Maternal prenatal licorice consumption alters hypothalamic–pituitary–adrenocortical axis function in children

Abstract

Overexposure to glucocorticoids has been proposed as a mechanism by which prenatal adversity 'programs' the function of the hypothalamic-pituitary-adrenocortical axis (HPAA), thereby increasing the risk of adult diseases. Glycyrrhizin, a natural constituent of licorice, potently inhibits 11β-hydroxysteroid dehydrogenase type 2, the feto-placental barrier to the higher maternal cortisol levels. We studied if maternal consumption of glycyrrhizin in licorice associates with HPAA function in children. Diurnal salivary cortisol and salivary cortisol during the Trier Social Stress Test for Children (TSST-C) were measured in children (n=321, mean age=8.1, SD=0.3 years) whose mothers consumed varying levels of glycyrrhizin in licorice during pregnancy; exposure-level groups were labeled high (≥500 mg/week), moderate (250-499 mg/week) and zero-low (0-249 mg/week).

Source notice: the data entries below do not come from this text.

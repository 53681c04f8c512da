use regex::Regex;
use std::str::FromStr;
use std::sync::LazyLock;

use super::errors::CsrfError;

/// Body field carrying the token.
pub const CSRF_FORM_FIELD: &str = "_token";

/// Header consulted when the body has no token.
pub const CSRF_HEADER_NAME: &str = "X-CSRF-TOKEN";

/// Methods that require a valid token.
pub const PROTECTED_METHODS: [&str; 4] = ["POST", "PUT", "DELETE", "PATCH"];

/// Comma-separated path patterns exempt from CSRF checks, e.g. `^/api/webhook`.
pub(crate) static CSRF_EXCLUDED_PATHS: LazyLock<Vec<String>> = LazyLock::new(|| {
    std::env::var("CSRF_EXCLUDED_PATHS")
        .map(|s| parse_pattern_list(&s))
        .unwrap_or_default()
});

pub(crate) static APP_ENV: LazyLock<ExecutionMode> = LazyLock::new(|| {
    std::env::var("APP_ENV")
        .ok()
        .and_then(|s| s.parse().ok())
        .unwrap_or_default()
});

fn parse_pattern_list(raw: &str) -> Vec<String> {
    raw.split(',')
        .map(str::trim)
        .filter(|s| !s.is_empty())
        .map(str::to_string)
        .collect()
}

/// How a failed check is reported.
#[derive(Debug, Clone, Copy, PartialEq, Eq, Default)]
pub enum ExecutionMode {
    /// Failures become a 403 response.
    #[default]
    Production,
    /// Failures surface as errors with a diagnostic message.
    Development,
}

impl FromStr for ExecutionMode {
    type Err = std::convert::Infallible;

    fn from_str(s: &str) -> Result<Self, Self::Err> {
        if s.eq_ignore_ascii_case("production") || s.eq_ignore_ascii_case("prod") {
            Ok(Self::Production)
        } else {
            Ok(Self::Development)
        }
    }
}

#[derive(Debug, Clone)]
pub struct CsrfConfig {
    pub(crate) exclusions: Vec<Regex>,
    pub mode: ExecutionMode,
    pub field_name: String,
    pub header_name: String,
}

impl Default for CsrfConfig {
    fn default() -> Self {
        Self::new(ExecutionMode::default())
    }
}

impl CsrfConfig {
    pub fn new(mode: ExecutionMode) -> Self {
        Self {
            exclusions: Vec::new(),
            mode,
            field_name: CSRF_FORM_FIELD.to_string(),
            header_name: CSRF_HEADER_NAME.to_string(),
        }
    }

    /// Adds a path pattern that bypasses the check. Patterns are tried in the
    /// order they were added.
    pub fn exclude(mut self, pattern: &str) -> Result<Self, CsrfError> {
        let regex = Regex::new(pattern)
            .map_err(|e| CsrfError::Config(format!("Invalid exclusion pattern '{pattern}': {e}")))?;
        self.exclusions.push(regex);
        Ok(self)
    }

    /// Configuration from `APP_ENV` and `CSRF_EXCLUDED_PATHS`.
    pub fn from_env() -> Result<Self, CsrfError> {
        CSRF_EXCLUDED_PATHS
            .iter()
            .try_fold(Self::new(*APP_ENV), |config, pattern| config.exclude(pattern))
    }

    pub fn exclusions(&self) -> impl Iterator<Item = &str> {
        self.exclusions.iter().map(Regex::as_str)
    }

    pub(crate) fn is_excluded(&self, path: &str) -> bool {
        self.exclusions.iter().any(|re| re.is_match(path))
    }
}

In comparison to the zero-low exposure group, children in the high exposure group had 19.2% higher salivary cortisol awakening peak, 33.1% higher salivary cortisol awakening slope, 15.4% higher salivary cortisol awakening area under the curve (AUC), 30.8% higher baseline TSST-C salivary cortisol levels, and their salivary cortisol levels remained high throughout the TSST-C protocol (P-values <0.05). These effects appeared dose-related. Our findings lend support to prenatal 'programming' of HPAA function by overexposure to glucocorticoids.